罪人の檻にて
生まれ変わったら、なんて。
「拙僧ら僧侶がなんのために修行してると思ってんだ?」
「ヒェ……ごめんなさい……」
寺の縁側、もはや定位置と化したそこで休憩兼さしいれ待ちをしていたときのことである。
とりとめもなく話している最中に、ふと十四が口にした『生まれ変わったら』に思わず強い言葉が出た。
けれども悟りを開いて輪廻から解脱するのが大目的なので、苦しみの生を繰り返すことになる生まれ変わりなんて考えは、坊主としてはあんまりいいことではない。
が、自分が自分ではないものだったら、という想像は誰しもが一度くらいするものだ。空却とて望んで寺に生まれたわけではない。ただそれでも今の自分が自分として成っているのは寺に生まれたからで、そうでなければ目の前でしょぼくれる弟子との出会いも、これから訪ねて来る予定の恋人との出会いも、全てなかっただろう。

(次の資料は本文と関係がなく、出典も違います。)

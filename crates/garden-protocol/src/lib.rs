//! Wire protocol spoken over the Garden daemon socket.
//!
//! Every message travels in a frame made of a big-endian `u32` length, a
//! big-endian `u32` message type and a protobuf payload. A connection carries
//! any number of request/response pairs, answered strictly in order. The
//! daemon replies to a failed request with an [`messages::ErrorResponse`]
//! frame in place of the expected response.

mod client;
mod codec;
mod frame;
mod message_type;
pub mod messages;

pub use client::{Client, ClientError};
pub use codec::{Request, Response};
pub use frame::{
    DEFAULT_MAX_FRAME_BYTES, DISCRIMINATOR_LEN, Direction, FrameCodec, FramingError,
    LENGTH_PREFIX_LEN, RawFrame, encode_frame,
};
pub use message_type::MessageType;
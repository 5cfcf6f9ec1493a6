//! Connection handler that serves framed requests until the client leaves.
//!
//! Each connection is handled sequentially: read one frame, dispatch it,
//! write one response, repeat. A framing error leaves the stream position
//! unknown, so the connection is dropped rather than resynchronised.

use std::os::unix::net::UnixStream;

use tracing::{debug, warn};

use garden_protocol::FrameCodec;

use crate::transport::ConnectionHandler;

use super::router::{DISPATCH_TARGET, Dispatcher};

/// Connection handler that decodes requests and routes them to a [`Dispatcher`].
pub struct DispatchConnectionHandler {
    dispatcher: Dispatcher,
    codec: FrameCodec,
}

impl DispatchConnectionHandler {
    /// Creates a handler enforcing `max_frame_bytes` on incoming frames.
    #[must_use]
    pub fn new(dispatcher: Dispatcher, max_frame_bytes: u32) -> Self {
        Self {
            dispatcher,
            codec: FrameCodec::new(max_frame_bytes),
        }
    }

    fn serve(&self, stream: &mut UnixStream) {
        loop {
            let request = match self.codec.read_request(stream) {
                Ok(Some(request)) => request,
                Ok(None) => {
                    debug!(target: DISPATCH_TARGET, "client disconnected");
                    return;
                }
                Err(error) => {
                    warn!(
                        target: DISPATCH_TARGET,
                        %error,
                        "closing connection after framing error"
                    );
                    return;
                }
            };

            let response = self.dispatcher.dispatch(request);
            if let Err(error) = self.codec.write_response(stream, &response) {
                warn!(target: DISPATCH_TARGET, %error, "failed to write response");
                return;
            }
        }
    }
}

impl ConnectionHandler for DispatchConnectionHandler {
    fn handle(&self, mut stream: UnixStream) {
        self.serve(&mut stream);
    }
}

#[cfg(test)]
mod tests {
    use std::io::{Read, Write};
    use std::sync::Arc;
    use std::thread::{self, JoinHandle};

    use rstest::{fixture, rstest};

    use garden_protocol::messages::{EchoRequest, EchoResponse, PingRequest, PingResponse};
    use garden_protocol::{MessageType, Request, Response, encode_frame};

    use super::*;
    use crate::backend::InMemoryBackend;

    /// Handler serving one end of a socket pair on a background thread.
    struct HandlerTestHarness {
        client: UnixStream,
        server: JoinHandle<()>,
    }

    impl HandlerTestHarness {
        fn send(&mut self, request: impl Into<Request>) -> Response {
            let codec = FrameCodec::default();
            codec
                .write_request(&mut self.client, &request.into())
                .expect("write request");
            codec
                .read_response(&mut self.client)
                .expect("read response")
                .expect("response present")
        }

        fn finish(self) {
            drop(self.client);
            self.server.join().expect("join handler thread");
        }
    }

    #[fixture]
    fn harness() -> HandlerTestHarness {
        let (client, server_stream) = UnixStream::pair().expect("socket pair");
        let dispatcher = Dispatcher::new(Arc::new(InMemoryBackend::new()));
        let handler = DispatchConnectionHandler::new(dispatcher, 1024);
        let server = thread::spawn(move || handler.handle(server_stream));
        HandlerTestHarness { client, server }
    }

    #[rstest]
    fn serves_requests_in_order_on_one_connection(mut harness: HandlerTestHarness) {
        assert_eq!(harness.send(PingRequest {}), PingResponse {}.into());
        let echoed = harness.send(EchoRequest {
            message: Some("second".to_owned()),
        });
        assert_eq!(
            echoed,
            EchoResponse {
                message: Some("second".to_owned())
            }
            .into()
        );
        harness.finish();
    }

    #[rstest]
    fn framing_errors_close_the_connection(mut harness: HandlerTestHarness) {
        let bogus = encode_frame(MessageType::Error, b"").expect("encode frame");
        harness.client.write_all(&bogus).expect("write bogus frame");

        let mut remaining = Vec::new();
        harness
            .client
            .read_to_end(&mut remaining)
            .expect("read until close");
        assert!(remaining.is_empty(), "no response expected after framing error");
        harness.finish();
    }

    #[rstest]
    fn oversized_frames_close_the_connection(mut harness: HandlerTestHarness) {
        harness
            .client
            .write_all(&4096_u32.to_be_bytes())
            .expect("write oversized prefix");

        let mut remaining = Vec::new();
        harness
            .client
            .read_to_end(&mut remaining)
            .expect("read until close");
        assert!(remaining.is_empty());
        harness.finish();
    }
}
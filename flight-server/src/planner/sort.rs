//! Optional price ordering of result buckets.

use std::cmp::Reverse;
use std::fmt;
use std::str::FromStr;

use serde::{Deserialize, Serialize};

use crate::domain::Itinerary;

/// Requested ordering by total price.
#[derive(Debug, Clone, Copy, PartialEq, Eq, Serialize, Deserialize)]
#[serde(rename_all = "lowercase")]
pub enum SortOrder {
    /// Cheapest first.
    Asc,
    /// Most expensive first.
    Desc,
}

/// Error parsing a sort order.
#[derive(Debug, Clone, PartialEq, Eq, thiserror::Error)]
#[error("unknown sort order {0:?}, expected \"asc\" or \"desc\"")]
pub struct InvalidSortOrder(pub String);

impl FromStr for SortOrder {
    type Err = InvalidSortOrder;

    fn from_str(s: &str) -> Result<Self, Self::Err> {
        match s.trim() {
            "asc" => Ok(Self::Asc),
            "desc" => Ok(Self::Desc),
            other => Err(InvalidSortOrder(other.to_string())),
        }
    }
}

impl fmt::Display for SortOrder {
    fn fmt(&self, f: &mut fmt::Formatter<'_>) -> fmt::Result {
        match self {
            Self::Asc => write!(f, "asc"),
            Self::Desc => write!(f, "desc"),
        }
    }
}

/// Stable sort by total price. Category tags stay with their entries.
pub fn sort_by_price(bucket: &mut [Itinerary], order: SortOrder) {
    match order {
        SortOrder::Asc => bucket.sort_by_key(|it| it.total_price()),
        SortOrder::Desc => bucket.sort_by_key(|it| Reverse(it.total_price())),
    }
}
//! Flight segment type.

use chrono::{DateTime, Duration, Utc};
use serde::{Deserialize, Serialize};

use super::{City, DomainError, SegmentId};

/// A single priced, capacity-limited flight leg in the catalogue.
///
/// `departure` is optional because catalogue records may be published
/// before a take-off slot is assigned. Such segments are sold but never
/// routed: the planner drops them before indexing.
#[derive(Debug, Clone, PartialEq, Eq, Serialize, Deserialize)]
pub struct Segment {
    /// Segment identity
    pub id: SegmentId,

    /// City the flight departs from
    pub origin: City,

    /// City the flight arrives in
    pub destination: City,

    /// Seats still available for sale
    pub seats: u32,

    /// Price per seat; `None` means the fare is unset and counts as zero
    pub price: Option<u32>,

    /// Take-off instant, if scheduled
    pub departure: Option<DateTime<Utc>>,

    /// Landing instant
    pub arrival: DateTime<Utc>,
}

impl Segment {
    /// Create a segment with a fresh identity.
    ///
    /// # Errors
    ///
    /// See [`Segment::validate`].
    pub fn new(
        origin: City,
        destination: City,
        seats: u32,
        price: Option<u32>,
        departure: Option<DateTime<Utc>>,
        arrival: DateTime<Utc>,
    ) -> Result<Self, DomainError> {
        let segment = Self {
            id: SegmentId::generate(),
            origin,
            destination,
            seats,
            price,
            departure,
            arrival,
        };
        segment.validate()?;
        Ok(segment)
    }

    /// Check the segment's invariants.
    ///
    /// # Errors
    ///
    /// - [`DomainError::CircularSegment`] if origin and destination coincide
    /// - [`DomainError::InvalidTiming`] if a known departure is not strictly
    ///   before the arrival
    pub fn validate(&self) -> Result<(), DomainError> {
        if self.origin == self.destination {
            return Err(DomainError::CircularSegment(self.id, self.origin.clone()));
        }

        if let Some(departure) = self.departure {
            if departure >= self.arrival {
                return Err(DomainError::InvalidTiming(self.id));
            }
        }

        Ok(())
    }

    /// Price per seat, with an unset fare counted as zero.
    pub fn fare(&self) -> u64 {
        self.price.map(u64::from).unwrap_or(0)
    }

    /// Time in the air, if the departure is known.
    pub fn flight_time(&self) -> Option<Duration> {
        self.departure.map(|dep| self.arrival - dep)
    }
}
//! Application state for the web layer.

use std::sync::Arc;

use crate::inventory::InMemoryInventory;
use crate::planner::SearchConfig;

/// Shared application state.
///
/// Contains all the services needed to handle requests.
#[derive(Clone)]
pub struct AppState {
    /// Flight catalogue and seat counts
    pub inventory: Arc<InMemoryInventory>,

    /// Itinerary search configuration
    pub config: Arc<SearchConfig>,
}

impl AppState {
    /// Create a new app state.
    pub fn new(inventory: InMemoryInventory, config: SearchConfig) -> Self {
        Self {
            inventory: Arc::new(inventory),
            config: Arc::new(config),
        }
    }
}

しかし寺に生まれるなんて、よほど前世で功徳を積んだはずなのに、今生の恋人とのアレヤコレヤで帳消しになっている気がする。もったいない、とは思わない。来世の自分よ、せいぜい気張ってくれ。いや、今生で拙僧が大悟に至ればいいんだが。
「まあ、生まれ変わっても記憶なんざねえし人間じゃない可能性のが高いし、十四が思うような生まれ変わり〜なんてねえんだが」
「空却さんが急に師匠になる〜!」
「また弟子いびってんのか?」
十四がぴえんぴえんと絵文字みたいな顔で泣いていると、件の恋人サマがいらっしゃった。手土産を持って現れた三千世界一のイイオトコが空却の堕落の原因である。
今日も完璧に整えた外面が、自分達を前にすると崩れるのが気持ちいい。
「いびってねえよ。坊主としてのありがたいアドバイスだ」
「うう、少しくらい夢を見せてほしい……」
「んなもん寝るときに見たら十分だろ」
どうしようもない、絶対にできないことやかなわないことはある。それでも何もかも諦めてあるかもわからない来世に託すなんて馬鹿馬鹿しい。それなら傷ついても間違えても現世で歩み続ける方がずっといい。

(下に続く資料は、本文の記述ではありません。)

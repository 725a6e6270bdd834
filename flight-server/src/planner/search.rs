//! Itinerary search entry point.
//!
//! Takes a catalogue snapshot from the inventory, indexes it, enumerates
//! paths best-first, then buckets, tags and optionally sorts the results.

use tracing::debug;

use crate::domain::{City, DomainError, Itinerary};
use crate::inventory::{DepartureWindow, Inventory, InventoryError, SegmentFilter};

use super::catalogue_index::CatalogueIndex;
use super::classify::{classify, select_buckets};
use super::config::SearchConfig;
use super::deadline::Deadline;
use super::enumerate::PathEnumerator;
use super::sort::{SortOrder, sort_by_price};

/// Error from itinerary search.
#[derive(Debug, Clone, thiserror::Error)]
pub enum SearchError {
    /// Invalid search request
    #[error("invalid search request: {0}")]
    InvalidRequest(String),

    /// The inventory could not be read
    #[error(transparent)]
    Inventory(#[from] InventoryError),

    /// The catalogue snapshot broke an itinerary invariant
    #[error("inconsistent catalogue: {0}")]
    Catalogue(#[from] DomainError),

    /// Search timed out
    #[error("search timed out")]
    Timeout,
}

/// Request for itinerary search.
#[derive(Debug, Clone)]
pub struct SearchRequest {
    /// City the trip starts from.
    pub origin: City,

    /// City the trip ends in.
    pub destination: City,

    /// Required transit city, if any.
    pub via: Option<City>,

    /// Explicit price ordering, replacing cheapest/fastest placement.
    pub sort: Option<SortOrder>,

    /// Every leg must have at least this many free seats (zero means one).
    pub min_seats: u32,

    /// Every leg must depart inside this window.
    pub departure_window: Option<DepartureWindow>,
}

impl SearchRequest {
    /// Create a new search request.
    pub fn new(origin: City, destination: City) -> Self {
        Self {
            origin,
            destination,
            via: None,
            sort: None,
            min_seats: 1,
            departure_window: None,
        }
    }

    pub fn with_via(mut self, via: City) -> Self {
        self.via = Some(via);
        self
    }

    pub fn with_sort(mut self, sort: SortOrder) -> Self {
        self.sort = Some(sort);
        self
    }

    pub fn with_min_seats(mut self, min_seats: u32) -> Self {
        self.min_seats = min_seats;
        self
    }

    pub fn with_departure_window(mut self, window: DepartureWindow) -> Self {
        self.departure_window = Some(window);
        self
    }

    /// Validate the search request.
    pub fn validate(&self) -> Result<(), SearchError> {
        if self.origin == self.destination {
            return Err(SearchError::InvalidRequest(
                "origin and destination must differ".to_string(),
            ));
        }

        if let Some(via) = &self.via {
            if via == &self.origin || via == &self.destination {
                return Err(SearchError::InvalidRequest(
                    "transit city must differ from origin and destination".to_string(),
                ));
            }
        }

        if self.departure_window.is_some_and(|w| !w.is_valid()) {
            return Err(SearchError::InvalidRequest(
                "departure window ends before it starts".to_string(),
            ));
        }

        Ok(())
    }

    /// Filter for the catalogue snapshot. The city pair is left open: any
    /// segment may be part of a path.
    pub fn segment_filter(&self) -> SegmentFilter {
        SegmentFilter {
            id: None,
            route: None,
            min_seats: self.min_seats,
            departure_window: self.departure_window,
        }
    }
}

/// Result of itinerary search.
#[derive(Debug, Clone, Default)]
pub struct SearchOutcome {
    /// One-leg itineraries.
    pub direct: Vec<Itinerary>,

    /// Two-leg itineraries through the transit city, or a single
    /// best-effort path when `fallback` is set.
    ///
    /// A search without a transit city leaves this empty whenever any
    /// direct flight exists, even if a connection is cheaper or faster.
    /// Connections are only surfaced as the fallback in that case.
    pub connecting: Vec<Itinerary>,

    /// True when `connecting` does not match the request's shape.
    pub fallback: bool,

    /// Number of candidates popped during enumeration.
    pub explored: usize,
}

impl SearchOutcome {
    /// Returns true if nothing was found.
    pub fn is_empty(&self) -> bool {
        self.direct.is_empty() && self.connecting.is_empty()
    }
}

/// Itinerary planner over an inventory.
pub struct Planner<'a, I: Inventory> {
    inventory: &'a I,
    config: &'a SearchConfig,
}

impl<'a, I: Inventory> Planner<'a, I> {
    /// Create a new planner.
    pub fn new(inventory: &'a I, config: &'a SearchConfig) -> Self {
        Self { inventory, config }
    }

    /// Search with the configured deadline.
    pub fn search(&self, request: &SearchRequest) -> Result<SearchOutcome, SearchError> {
        self.search_until(request, Deadline::after(self.config.deadline()))
    }

    /// Search, giving up once `deadline` passes.
    pub fn search_until(
        &self,
        request: &SearchRequest,
        deadline: Deadline,
    ) -> Result<SearchOutcome, SearchError> {
        request.validate()?;

        let snapshot = self.inventory.find_segments(&request.segment_filter())?;
        let fetched = snapshot.len();

        // Unscheduled segments cannot start or continue a path
        let scheduled: Vec<_> = snapshot
            .into_iter()
            .filter(|s| s.departure.is_some())
            .collect();
        if scheduled.len() < fetched {
            debug!(
                skipped = fetched - scheduled.len(),
                "ignoring segments without a departure time"
            );
        }

        let index = CatalogueIndex::build(scheduled)?;
        debug!(
            cities = index.city_count(),
            segments = index.segment_count(),
            "indexed catalogue snapshot"
        );
        let enumeration = PathEnumerator::new(&index, self.config).enumerate(
            &request.origin,
            &request.destination,
            request.via.as_ref(),
            &deadline,
        )?;
        let explored = enumeration.explored;

        let buckets = select_buckets(enumeration, request.via.as_ref());
        let (mut direct, mut connecting) = if buckets.fallback {
            (buckets.direct, buckets.connecting)
        } else {
            (classify(buckets.direct), classify(buckets.connecting))
        };

        if let Some(order) = request.sort {
            sort_by_price(&mut direct, order);
            sort_by_price(&mut connecting, order);
        }

        debug!(
            origin = %request.origin,
            destination = %request.destination,
            direct = direct.len(),
            connecting = connecting.len(),
            fallback = buckets.fallback,
            explored,
            "search complete"
        );

        Ok(SearchOutcome {
            direct,
            connecting,
            fallback: buckets.fallback,
            explored,
        })
    }
}

#[cfg(test)]
#[path = "search_tests.rs"]
mod tests;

そうしてみっともなく足掻いて縋りついて、ようやく口説き落として手中におさめたのが獄なのだ。思いを抱えたまま死ぬまで悔やむのも、来世に祈るのもしたくなかった。
もしこの恋がかなわなかったとしても、自分はやるだけやったと思えたらまだマシだ。諦めきれなくて、引きずったとしても。
「こいつは一応、生臭でも破戒してても腐っても坊さんだからな。まあ俺も生まれ変わりとかは信じてないし興味ないが」
「はぁ〜〜〜二人とも夢がないっす……」
「あの世に行っても切れねえ縁以上、何が欲しいんだよ」
「それはもちろん大事っすけど!絶対なれないものになったら〜って思ったり……うぅ……」
「あんまいじめてやんな、お兄ちゃんだろ」
「うっせえぞパパ」
結局、うやむやなまま、さしいれの団子をつまんで解散した。
別に付き合ってやってもよかったのだ。せっかくだから二メートルくらいになりたいだとか、龍になってみたいだとか。

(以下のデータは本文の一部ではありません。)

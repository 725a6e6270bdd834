//! Data transfer objects for web requests and responses.

use chrono::{DateTime, SecondsFormat, Utc};
use serde::{Deserialize, Serialize};

use crate::booking::Receipt;
use crate::domain::{Category, City, Itinerary, Segment};
use crate::inventory::DepartureWindow;
use crate::planner::{SearchError, SearchOutcome, SearchRequest, SortOrder};

/// Query string of a flight search.
#[derive(Debug, Deserialize)]
pub struct SearchFlightsRequest {
    /// Origin city
    #[serde(rename = "city-from")]
    pub city_from: String,

    /// Destination city
    #[serde(rename = "city-to")]
    pub city_to: String,

    /// Optional transit city
    #[serde(rename = "city-via")]
    pub city_via: Option<String>,

    /// Optional price ordering ("asc" or "desc")
    pub arrange: Option<String>,

    /// Seats needed on every leg
    pub quantity: Option<u32>,

    /// Earliest departure (RFC 3339)
    #[serde(rename = "take-off")]
    pub take_off: Option<String>,

    /// Latest departure (RFC 3339)
    pub arrival: Option<String>,
}

impl SearchFlightsRequest {
    /// Parse into a planner request.
    pub fn to_search_request(&self) -> Result<SearchRequest, SearchError> {
        let origin = parse_city("city-from", &self.city_from)?;
        let destination = parse_city("city-to", &self.city_to)?;
        let mut request = SearchRequest::new(origin, destination);

        if let Some(via) = self.city_via.as_deref().filter(|v| !v.trim().is_empty()) {
            request = request.with_via(parse_city("city-via", via)?);
        }

        if let Some(arrange) = &self.arrange {
            let order: SortOrder = arrange
                .parse()
                .map_err(|e| SearchError::InvalidRequest(format!("arrange: {e}")))?;
            request = request.with_sort(order);
        }

        if let Some(quantity) = self.quantity {
            request = request.with_min_seats(quantity);
        }

        match (&self.take_off, &self.arrival) {
            (Some(from), Some(until)) => {
                let window = DepartureWindow::new(
                    parse_instant("take-off", from)?,
                    parse_instant("arrival", until)?,
                );
                request = request.with_departure_window(window);
            }
            (None, None) => {}
            _ => {
                return Err(SearchError::InvalidRequest(
                    "take-off and arrival must be given together".to_string(),
                ));
            }
        }

        Ok(request)
    }
}

fn parse_city(field: &str, raw: &str) -> Result<City, SearchError> {
    City::parse(raw).map_err(|e| SearchError::InvalidRequest(format!("{field}: {e}")))
}

fn parse_instant(field: &str, raw: &str) -> Result<DateTime<Utc>, SearchError> {
    DateTime::parse_from_rfc3339(raw.trim())
        .map(|t| t.with_timezone(&Utc))
        .map_err(|e| SearchError::InvalidRequest(format!("{field}: {e}")))
}

/// A flight segment in search results.
#[derive(Debug, Serialize)]
pub struct SegmentResult {
    /// Segment identity, used to buy seats
    pub id: String,

    pub origin: String,
    pub destination: String,

    /// Free seats at search time
    pub seats: u32,

    /// Per-seat price
    pub price: Option<u32>,

    pub departure: Option<String>,
    pub arrival: String,

    /// Time in the air in seconds, if the departure is known
    pub flight_time_secs: Option<i64>,
}

/// An itinerary option.
#[derive(Debug, Serialize)]
pub struct ItineraryResult {
    /// Flights in travel order
    pub legs: Vec<SegmentResult>,

    /// Departure from origin
    pub departure: String,

    /// Arrival at destination
    pub arrival: String,

    /// Door-to-door duration in seconds
    pub duration_secs: i64,

    /// Sum of leg prices
    pub total_price: u64,

    pub category: Category,
}

/// Response for flight search.
#[derive(Debug, Serialize)]
pub struct SearchFlightsResponse {
    pub direct: Vec<ItineraryResult>,
    pub connecting: Vec<ItineraryResult>,

    /// True when `connecting` is a best-effort substitute
    pub fallback: bool,
}

/// Body of a seat purchase.
#[derive(Debug, Deserialize)]
pub struct BuyRequest {
    /// Seats to buy
    pub quantity: u32,
}

/// Response for a seat purchase.
#[derive(Debug, Serialize)]
pub struct ReceiptResult {
    pub segment_id: String,
    pub origin: String,
    pub destination: String,
    pub departure: Option<String>,
    pub arrival: String,
    pub quantity: u32,

    /// Total paid
    pub price: Option<u64>,
}

/// Error response.
#[derive(Debug, Serialize)]
pub struct ErrorResponse {
    /// Error message
    pub error: String,
}

// Conversion implementations

impl SegmentResult {
    /// Create from a domain Segment.
    pub fn from_segment(segment: &Segment) -> Self {
        Self {
            id: segment.id.to_string(),
            origin: segment.origin.to_string(),
            destination: segment.destination.to_string(),
            seats: segment.seats,
            price: segment.price,
            departure: segment.departure.as_ref().map(format_time),
            arrival: format_time(&segment.arrival),
            flight_time_secs: segment.flight_time().map(|d| d.num_seconds()),
        }
    }
}

impl ItineraryResult {
    /// Create from a domain Itinerary.
    pub fn from_itinerary(itinerary: &Itinerary) -> Self {
        Self {
            legs: itinerary
                .legs()
                .iter()
                .map(|leg| SegmentResult::from_segment(leg))
                .collect(),
            departure: format_time(&itinerary.departure()),
            arrival: format_time(&itinerary.arrival()),
            duration_secs: itinerary.duration().num_seconds(),
            total_price: itinerary.total_price(),
            category: itinerary.category(),
        }
    }
}

impl SearchFlightsResponse {
    /// Create from a planner outcome.
    pub fn from_outcome(outcome: &SearchOutcome) -> Self {
        Self {
            direct: outcome.direct.iter().map(ItineraryResult::from_itinerary).collect(),
            connecting: outcome
                .connecting
                .iter()
                .map(ItineraryResult::from_itinerary)
                .collect(),
            fallback: outcome.fallback,
        }
    }
}

impl ReceiptResult {
    /// Create from a booking Receipt.
    pub fn from_receipt(receipt: &Receipt) -> Self {
        Self {
            segment_id: receipt.segment_id.to_string(),
            origin: receipt.origin.to_string(),
            destination: receipt.destination.to_string(),
            departure: receipt.departure.as_ref().map(format_time),
            arrival: format_time(&receipt.arrival),
            quantity: receipt.quantity,
            price: receipt.price,
        }
    }
}

/// Format an instant as RFC 3339 with whole seconds, e.g. "2024-03-15T10:00:00Z".
fn format_time(time: &DateTime<Utc>) -> String {
    time.to_rfc3339_opts(SecondsFormat::Secs, true)
}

でもやっぱりダメだ。今しかないのだ。空却が獄と出会えるのは今しかない。結ばれるのも。来世もなんて願わない。来世の空却も獄も、今の空却と獄とは違うのだ。
愛すればそれだけ生の苦しみも深くなる。こんなにたった一人の人間に執着して、囚われて、悟りなんてとっても開けない。
獄は、自分ばかりが振り回されているかのように言う。そんなことはない。もう獄への感情が愛しかないだけなのだ。
色んな気持ちがすり減って、削れて、摩耗して、ついには火がついて燃え尽きて、消炭みたいになった中に残った、揺らがない、壊れない、消えない、唯一しかないだけで。
きっと空却は地獄に堕ちる。たくさんのあやまちを、そうとわかっていて犯しているから。そして、愛する人を道連れにしようとしているから。
「なあ獄、前にもう拙僧しかいないって言ったよな」
「言ったがなんだ。三十路半ばで未成年と付き合う覚悟なめてんのか」
「いや、最高のカレピだな〜♡って思っただけだが」
数日後、なんのかんの足繁く通ってくれる恋人からあらためて言質をとった。
獄は空却しかいないと言う。三十路半ばで、未成年と付き合うためにその親に頭を下げて、書面まで作って。
バカなクソガキに引っかき回されて振り回されて、それでもけして別れようとはしない。
でもそんなの、空却だってずっとずっとそうなのだ。とっくに獄しかいない。
どうかこれからも空却のせいでめちゃくちゃになってほしい。
そして一緒に、恋と地獄におちてほしい。